Companies in UAE and the region should consider insuring their data against cyberattacks, industry executives said on Wednesday.
“Users need to be given clear training on phishing attacks and how to handle social engineering attacks because we are dealing with emails daily. The first layer is a human firewall which should be very strong," said Noorul Huq, group head of information technology at Sergas.
Along with seminars and workshops for users, a clear policy must be in place on how to contain in cases of data compromise, and an analysis must be carried out by the forensic team, Huq added.
"Data insurance is one thing which needs to be considered and it should be insured so that we get at least part of damages covered, if not completely."
While speaking at a FutureSec Summit 2024 organised by Khaleej Times, he said public and financial sectors are primarily being targeted and there is a need for security measures such as using strong passwords and application-based authentication.
“We are hearing of cloning of sims, so sms can be easily tracked down. Hackers are one step ahead of us. There is a lot of protection that we need to do like firewalls.

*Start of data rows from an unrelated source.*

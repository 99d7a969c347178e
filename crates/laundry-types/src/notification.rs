//! Notification requests handed to the external delivery mechanism.

use crate::{Order, OrderStatus};
use serde::{Deserialize, Serialize};
use std::fmt;

#[derive(Debug, Clone, Copy, PartialEq, Eq, Serialize, Deserialize)]
#[serde(rename_all = "snake_case")]
pub enum NotificationKind {
	NewOrder,
	StatusChanged,
}

impl fmt::Display for NotificationKind {
	fn fmt(&self, f: &mut fmt::Formatter<'_>) -> fmt::Result {
		match self {
			NotificationKind::NewOrder => write!(f, "new_order"),
			NotificationKind::StatusChanged => write!(f, "status_changed"),
		}
	}
}

/// Payload for a "new order" or "status changed" notification.
#[derive(Debug, Clone, PartialEq, Eq, Serialize, Deserialize)]
pub struct NotificationRequest {
	pub kind: NotificationKind,
	pub ticket_code: String,
	pub customer_name: String,
	#[serde(default, skip_serializing_if = "Option::is_none")]
	pub status: Option<OrderStatus>,
	/// Display label of `status`, falls back to the raw key.
	#[serde(default, skip_serializing_if = "Option::is_none")]
	pub status_label: Option<String>,
}

impl NotificationRequest {
	pub fn new_order(order: &Order) -> Self {
		Self {
			kind: NotificationKind::NewOrder,
			ticket_code: order.ticket_code.clone(),
			customer_name: order.customer.name.clone(),
			status: Some(order.status.clone()),
			status_label: None,
		}
	}

	pub fn status_changed(
		ticket_code: impl Into<String>,
		customer_name: impl Into<String>,
		status: OrderStatus,
	) -> Self {
		Self {
			kind: NotificationKind::StatusChanged,
			ticket_code: ticket_code.into(),
			customer_name: customer_name.into(),
			status: Some(status),
			status_label: None,
		}
	}

	pub fn with_label(mut self, label: impl Into<String>) -> Self {
		self.status_label = Some(label.into());
		self
	}

	/// Single line summary used as the notification body.
	pub fn summary(&self) -> String {
		let status = self
			.status_label
			.clone()
			.or_else(|| self.status.as_ref().map(|s| s.to_string()))
			.unwrap_or_default();
		match self.kind {
			NotificationKind::NewOrder => {
				format!("New order {} for {}", self.ticket_code, self.customer_name)
			}
			NotificationKind::StatusChanged => format!(
				"Order {} ({}) is now {}",
				self.ticket_code, self.customer_name, status
			),
		}
	}
}

#[cfg(test)]
mod tests {
	use super::*;

	#[test]
	fn test_summary_prefers_label() {
		let request =
			NotificationRequest::status_changed("A-0007", "Ana", OrderStatus::from("ready"))
				.with_label("Ready for pickup");
		assert_eq!(request.summary(), "Order A-0007 (Ana) is now Ready for pickup");

		let raw = NotificationRequest::status_changed("A-0007", "Ana", OrderStatus::from("ready"));
		assert_eq!(raw.summary(), "Order A-0007 (Ana) is now ready");
	}
}
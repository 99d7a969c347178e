//! File-based storage backend.
//!
//! Each key is stored as one JSON file under a base directory. Writes go to a
//! temporary file first and are renamed into place, so a reader never sees a
//! partially written preference.

use crate::{StorageError, StorageFactory, StorageInterface, StorageRegistry};
use async_trait::async_trait;
use laundry_types::ImplementationRegistry;
use serde::Deserialize;
use std::path::PathBuf;
use tokio::fs;

const DEFAULT_STORAGE_PATH: &str = "./data/preferences";

#[derive(Debug, Deserialize)]
#[serde(deny_unknown_fields)]
struct FileStorageConfig {
	#[serde(default = "default_storage_path")]
	storage_path: String,
}

fn default_storage_path() -> String {
	DEFAULT_STORAGE_PATH.to_string()
}

pub struct FileStorage {
	base_path: PathBuf,
}

impl FileStorage {
	pub fn new(base_path: PathBuf) -> Self {
		Self { base_path }
	}

	/// Maps a key to a filesystem-safe path, `branch_selection:l-1` becomes
	/// `branch_selection_l-1.json`.
	fn get_file_path(&self, key: &str) -> PathBuf {
		let safe_key = key.replace(['/', '\\', ':', '.'], "_");
		self.base_path.join(format!("{}.json", safe_key))
	}
}

#[async_trait]
impl StorageInterface for FileStorage {
	async fn get_bytes(&self, key: &str) -> Result<Vec<u8>, StorageError> {
		let path = self.get_file_path(key);

		match fs::read(&path).await {
			Ok(data) => Ok(data),
			Err(e) if e.kind() == std::io::ErrorKind::NotFound => Err(StorageError::NotFound),
			Err(e) => Err(StorageError::Backend(e.to_string())),
		}
	}

	async fn set_bytes(&self, key: &str, value: Vec<u8>) -> Result<(), StorageError> {
		let path = self.get_file_path(key);

		fs::create_dir_all(&self.base_path)
			.await
			.map_err(|e| StorageError::Backend(e.to_string()))?;

		let temp_path = path.with_extension("tmp");
		fs::write(&temp_path, value)
			.await
			.map_err(|e| StorageError::Backend(e.to_string()))?;

		fs::rename(&temp_path, &path)
			.await
			.map_err(|e| StorageError::Backend(e.to_string()))?;

		tracing::debug!(key = %key, path = %path.display(), "Stored preference");
		Ok(())
	}

	async fn delete(&self, key: &str) -> Result<(), StorageError> {
		let path = self.get_file_path(key);

		match fs::remove_file(&path).await {
			Ok(_) => Ok(()),
			Err(e) if e.kind() == std::io::ErrorKind::NotFound => Ok(()),
			Err(e) => Err(StorageError::Backend(e.to_string())),
		}
	}

	async fn exists(&self, key: &str) -> Result<bool, StorageError> {
		let path = self.get_file_path(key);
		fs::try_exists(&path)
			.await
			.map_err(|e| StorageError::Backend(e.to_string()))
	}
}

/// Factory function to create a file storage backend from configuration.
///
/// Configuration parameters:
/// - `storage_path`: Base directory for preference files (default: "./data/preferences")
pub fn create_storage(config: &toml::Value) -> Result<Box<dyn StorageInterface>, StorageError> {
	let config: FileStorageConfig = config
		.clone()
		.try_into()
		.map_err(|e: toml::de::Error| StorageError::Configuration(e.to_string()))?;

	Ok(Box::new(FileStorage::new(PathBuf::from(
		config.storage_path,
	))))
}

pub struct Registry;

impl ImplementationRegistry for Registry {
	const NAME: &'static str = "file";
	type Factory = StorageFactory;

	fn factory() -> Self::Factory {
		create_storage
	}
}

impl StorageRegistry for Registry {}
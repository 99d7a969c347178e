//! Tenant scope resolution.
//!
//! The resolver owns the active laundry, its loaded branch list and the
//! selected branch filter for one session. Every order query is built from
//! it. Loading failures never surface as errors: the scope degrades to an
//! empty branch list with no selection and the failure is logged.
//!
//! Owners and admins may switch laundries and branches; their last branch
//! selection is remembered per laundry in local preference storage. Other
//! roles are pinned to the branch they are assigned to.

use crate::engine::event_bus::EventBus;
use laundry_backend::BranchDirectory;
use laundry_storage::StorageService;
use laundry_types::{
	Branch, LaundryEvent, OrderQuery, PreferenceKey, ScopeEvent, TenantScope, UserSession,
};
use std::sync::atomic::{AtomicU64, Ordering};
use std::sync::Arc;
use thiserror::Error;
use tokio::sync::RwLock;

/// Errors returned by explicit scope changes.
#[derive(Debug, Error, PartialEq, Eq)]
pub enum ScopeError {
	#[error("Role '{0}' cannot change the active scope")]
	NotPermitted(String),
	#[error("No laundry is active")]
	NoLaundry,
	#[error("Branch '{0}' is not an active branch of the current laundry")]
	UnknownBranch(String),
	#[error("Laundry '{0}' is not available")]
	UnknownLaundry(String),
}

#[derive(Debug, Default)]
struct ScopeState {
	session: Option<UserSession>,
	scope: TenantScope,
	branches: Vec<Branch>,
}

pub struct TenantScopeResolver {
	directory: Arc<dyn BranchDirectory>,
	storage: Arc<StorageService>,
	event_bus: EventBus,
	state: RwLock<ScopeState>,
	/// Bumped on every laundry load; a load finishing after a newer one
	/// started is discarded.
	generation: AtomicU64,
}

impl TenantScopeResolver {
	pub fn new(
		directory: Arc<dyn BranchDirectory>,
		storage: Arc<StorageService>,
		event_bus: EventBus,
	) -> Self {
		Self {
			directory,
			storage,
			event_bus,
			state: RwLock::new(ScopeState::default()),
			generation: AtomicU64::new(0),
		}
	}

	/// Resolves the scope for a session. Called whenever a session context
	/// sees a different session.
	pub async fn resolve_session(&self, session: UserSession) {
		tracing::info!(
			user = %session.user_id,
			role = %session.role,
			"Resolving tenant scope"
		);

		if session.role.can_switch_scope() {
			let laundry_id = self.default_laundry(&session).await;
			{
				let mut state = self.state.write().await;
				*state = ScopeState {
					session: Some(session),
					..ScopeState::default()
				};
			}
			match laundry_id {
				Some(laundry_id) => self.load_laundry(&laundry_id).await,
				None => tracing::warn!("No laundry found for session, scope left empty"),
			}
		} else {
			self.pin_to_branch(session).await;
		}
	}

	/// Switches the active laundry and reloads its branches.
	pub async fn switch_laundry(&self, laundry_id: &str) -> Result<(), ScopeError> {
		let user_id = {
			let state = self.state.read().await;
			let session = state.session.as_ref().ok_or(ScopeError::NoLaundry)?;
			if !session.role.can_switch_scope() {
				return Err(ScopeError::NotPermitted(session.role.to_string()));
			}
			session.user_id.clone()
		};

		match self.directory.laundries().await {
			Ok(laundries) if !laundries.iter().any(|l| l.id == laundry_id) => {
				return Err(ScopeError::UnknownLaundry(laundry_id.to_string()));
			}
			Ok(_) => {}
			Err(e) => {
				tracing::warn!(laundry_id = %laundry_id, error = %e, "Could not verify laundry");
			}
		}

		if let Err(e) = self
			.storage
			.store(
				PreferenceKey::LaundrySelection.as_str(),
				&user_id,
				&laundry_id.to_string(),
			)
			.await
		{
			tracing::warn!(error = %e, "Failed to persist laundry selection");
		}

		self.load_laundry(laundry_id).await;
		Ok(())
	}

	/// Sets the branch filter; `None` selects all branches.
	pub async fn set_branch(&self, branch_id: Option<String>) -> Result<(), ScopeError> {
		let laundry_id = {
			let mut state = self.state.write().await;
			let role = state
				.session
				.as_ref()
				.map(|s| s.role)
				.ok_or(ScopeError::NoLaundry)?;
			if !role.can_switch_scope() {
				return Err(ScopeError::NotPermitted(role.to_string()));
			}
			let laundry_id = state.scope.laundry_id.clone().ok_or(ScopeError::NoLaundry)?;
			if let Some(id) = &branch_id {
				if !state.branches.iter().any(|b| &b.id == id) {
					return Err(ScopeError::UnknownBranch(id.clone()));
				}
			}
			state.scope.selected_branch_id = branch_id.clone();
			laundry_id
		};

		let namespace = PreferenceKey::BranchSelection.as_str();
		let persisted = match &branch_id {
			Some(id) => self.storage.store(namespace, &laundry_id, id).await,
			None => self.storage.remove(namespace, &laundry_id).await,
		};
		if let Err(e) = persisted {
			tracing::warn!(laundry_id = %laundry_id, error = %e, "Failed to persist branch selection");
		}

		tracing::info!(
			laundry_id = %laundry_id,
			branch_id = branch_id.as_deref().unwrap_or("all"),
			"Branch selection changed"
		);
		self.event_bus
			.publish(LaundryEvent::Scope(ScopeEvent::BranchChanged {
				laundry_id,
				branch_id,
			}))
			.ok();
		Ok(())
	}

	pub async fn session(&self) -> Option<UserSession> {
		self.state.read().await.session.clone()
	}

	pub async fn scope(&self) -> TenantScope {
		self.state.read().await.scope.clone()
	}

	pub async fn branches(&self) -> Vec<Branch> {
		self.state.read().await.branches.clone()
	}

	pub async fn can_switch(&self) -> bool {
		self.state
			.read()
			.await
			.session
			.as_ref()
			.is_some_and(|s| s.role.can_switch_scope())
	}

	/// The first main branch of the loaded list.
	pub async fn main_branch(&self) -> Option<Branch> {
		self.state
			.read()
			.await
			.branches
			.iter()
			.find(|b| b.is_main)
			.cloned()
	}

	/// Branch whose subscription governs sales: the selected branch, else the
	/// main branch, else the first loaded branch.
	pub async fn billing_branch_id(&self) -> Option<String> {
		let state = self.state.read().await;
		state.scope.selected_branch_id.clone().or_else(|| {
			state
				.branches
				.iter()
				.find(|b| b.is_main)
				.or_else(|| state.branches.first())
				.map(|b| b.id.clone())
		})
	}

	/// Order query for the current scope, `None` until a laundry is active.
	pub async fn order_query(&self) -> Option<OrderQuery> {
		let state = self.state.read().await;
		state.scope.laundry_id.as_ref().map(|laundry_id| OrderQuery {
			laundry_id: laundry_id.clone(),
			branch_id: state.scope.selected_branch_id.clone(),
			status: None,
		})
	}

	/// Laundry for a switching role: the session's own, then the last one the
	/// user picked if still available, then the directory's answer.
	async fn default_laundry(&self, session: &UserSession) -> Option<String> {
		if let Some(id) = &session.laundry_id {
			return Some(id.clone());
		}

		let remembered = self
			.storage
			.retrieve_optional::<String>(
				PreferenceKey::LaundrySelection.as_str(),
				&session.user_id,
			)
			.await
			.unwrap_or_else(|e| {
				tracing::warn!(error = %e, "Failed to read laundry selection");
				None
			});
		if let Some(id) = remembered {
			match self.directory.laundries().await {
				Ok(laundries) if laundries.iter().any(|l| l.id == id) => return Some(id),
				Ok(_) => tracing::debug!(laundry_id = %id, "Remembered laundry no longer available"),
				Err(e) => tracing::warn!(error = %e, "Failed to list laundries"),
			}
		}

		match self.directory.laundry_for_user(&session.user_id).await {
			Ok(found) => found,
			Err(e) => {
				tracing::warn!(user = %session.user_id, error = %e, "Failed to look up user laundry");
				None
			}
		}
	}

	async fn pin_to_branch(&self, session: UserSession) {
		self.generation.fetch_add(1, Ordering::SeqCst);

		let Some(branch_id) = session.branch_id.clone() else {
			tracing::warn!(role = %session.role, "Branch-bound session has no branch, scope left empty");
			*self.state.write().await = ScopeState {
				session: Some(session),
				..ScopeState::default()
			};
			return;
		};

		let branch = match self.directory.branch(&branch_id).await {
			Ok(branch) => branch,
			Err(e) => {
				tracing::warn!(branch_id = %branch_id, error = %e, "Failed to load assigned branch");
				None
			}
		};

		let laundry_id = branch
			.as_ref()
			.map(|b| b.laundry_id.clone())
			.or_else(|| session.laundry_id.clone());
		let branches: Vec<Branch> = branch.into_iter().collect();

		{
			let mut state = self.state.write().await;
			*state = ScopeState {
				session: Some(session),
				scope: TenantScope {
					laundry_id: laundry_id.clone(),
					selected_branch_id: Some(branch_id),
				},
				branches,
			};
		}

		if let Some(laundry_id) = laundry_id {
			self.event_bus
				.publish(LaundryEvent::Scope(ScopeEvent::LaundryChanged {
					laundry_id,
					branch_count: 1,
				}))
				.ok();
		}
	}

	async fn load_laundry(&self, laundry_id: &str) {
		let generation = self.generation.fetch_add(1, Ordering::SeqCst) + 1;

		let branches = match self.directory.active_branches(laundry_id).await {
			Ok(branches) => branches,
			Err(e) => {
				tracing::warn!(laundry_id = %laundry_id, error = %e, "Failed to load branches");
				Vec::new()
			}
		};

		let remembered = self
			.storage
			.retrieve_optional::<String>(PreferenceKey::BranchSelection.as_str(), laundry_id)
			.await
			.unwrap_or_else(|e| {
				tracing::warn!(laundry_id = %laundry_id, error = %e, "Failed to read branch selection");
				None
			});
		let selected = match remembered {
			Some(id) if branches.iter().any(|b| b.id == id) => Some(id),
			Some(id) => {
				tracing::debug!(branch_id = %id, "Remembered branch is no longer active");
				None
			}
			None => None,
		};

		if branches.iter().filter(|b| b.is_main).count() > 1 {
			tracing::warn!(laundry_id = %laundry_id, "Laundry has more than one main branch");
		}

		let branch_count = branches.len();
		{
			let mut state = self.state.write().await;
			if self.generation.load(Ordering::SeqCst) != generation {
				tracing::debug!(laundry_id = %laundry_id, "Discarding stale branch load");
				return;
			}
			state.scope = TenantScope {
				laundry_id: Some(laundry_id.to_string()),
				selected_branch_id: selected,
			};
			state.branches = branches;
		}

		tracing::info!(laundry_id = %laundry_id, branches = branch_count, "Laundry scope loaded");
		self.event_bus
			.publish(LaundryEvent::Scope(ScopeEvent::LaundryChanged {
				laundry_id: laundry_id.to_string(),
				branch_count,
			}))
			.ok();
	}
}
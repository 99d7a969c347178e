//! Configuration builder for test and development setups.

use crate::{
	ApiConfig, BackendConfig, Config, FlowConfig, NotificationsConfig, ServiceConfig,
	StorageConfig, SubscriptionConfig,
};
use laundry_types::{UserRole, UserSession};
use std::collections::HashMap;

/// Builds a [`Config`] backed by in-memory storage and an in-memory backend.
#[derive(Debug, Clone)]
pub struct ConfigBuilder {
	service_id: String,
	session: UserSession,
	backend_seed: toml::Value,
	notifications: HashMap<String, toml::Value>,
	flow_refresh_seconds: u64,
	subscription_refresh_seconds: u64,
	api: Option<ApiConfig>,
}

impl Default for ConfigBuilder {
	fn default() -> Self {
		Self::new()
	}
}

impl ConfigBuilder {
	/// Owner session, empty memory backend, no notification channels.
	pub fn new() -> Self {
		Self {
			service_id: "laundry-test".to_string(),
			session: UserSession {
				user_id: "u-owner".to_string(),
				role: UserRole::Owner,
				laundry_id: None,
				branch_id: None,
			},
			backend_seed: toml::Value::Table(toml::map::Map::new()),
			notifications: HashMap::new(),
			flow_refresh_seconds: 60,
			subscription_refresh_seconds: 60,
			api: None,
		}
	}

	pub fn service_id(mut self, id: impl Into<String>) -> Self {
		self.service_id = id.into();
		self
	}

	pub fn session(mut self, session: UserSession) -> Self {
		self.session = session;
		self
	}

	/// Seed table for the memory backend (`steps`, `laundries`, `branches`, ...).
	pub fn backend_seed(mut self, seed: toml::Value) -> Self {
		self.backend_seed = seed;
		self
	}

	pub fn notification(mut self, name: impl Into<String>, config: toml::Value) -> Self {
		self.notifications.insert(name.into(), config);
		self
	}

	pub fn flow_refresh_seconds(mut self, seconds: u64) -> Self {
		self.flow_refresh_seconds = seconds;
		self
	}

	pub fn subscription_refresh_seconds(mut self, seconds: u64) -> Self {
		self.subscription_refresh_seconds = seconds;
		self
	}

	pub fn api(mut self, api: ApiConfig) -> Self {
		self.api = Some(api);
		self
	}

	pub fn build(self) -> Config {
		let empty = || toml::Value::Table(toml::map::Map::new());
		Config {
			service: ServiceConfig {
				id: self.service_id,
			},
			session: self.session,
			storage: StorageConfig {
				primary: "memory".to_string(),
				implementations: HashMap::from([("memory".to_string(), empty())]),
			},
			backend: BackendConfig {
				primary: "memory".to_string(),
				implementations: HashMap::from([("memory".to_string(), self.backend_seed)]),
			},
			notifications: NotificationsConfig {
				implementations: self.notifications,
			},
			flow: FlowConfig {
				refresh_interval_seconds: self.flow_refresh_seconds,
			},
			subscription: SubscriptionConfig {
				refresh_interval_seconds: self.subscription_refresh_seconds,
			},
			api: self.api,
		}
	}
}

#[cfg(test)]
mod tests {
	use super::*;

	#[test]
	fn test_builder_defaults_are_valid() {
		let config = ConfigBuilder::new().service_id("builder").build();
		assert_eq!(config.service.id, "builder");
		assert!(config.validate().is_ok());
	}
}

We need to have zero trust where you don’t trust anybody by default,” Huq said, during the panel discussion on “Navigating data protection in a complex regulatory landscape”.
Rohit Bajpai, head of internal audit, Gulf Islamic Investments, said personal data protection law (PDPL) in the UAE has reshaped the regulatory landscape because it is very aligned with the European Union’s General Data Protection Regulation (GDPR) and helped in increasing innovation and investments in data privacy technologies.
“This has ultimately resulted in sectors like fintech and e-commerce greatly benefitting from this initiative. Secondly, in terms of cross-border data transfer, PDPL has shown the way for other regions to have their own regulations and that has helped unify the regulatory framework. Ultimately it boils down to increased consumer and stakeholder confidence because they know that their data is protected, privacy considerations are maintained and it is a much more secure environment in terms of data protection and data privacy,” he said.
Bajpai called for having data protection and assessment done on a regular basis for high-risk activities. “I think a human firewall is needed if we have training and awareness imparted right from the top level. There needs to be a realisation at the board level that data privacy is non-negotiable to safeguard our business.”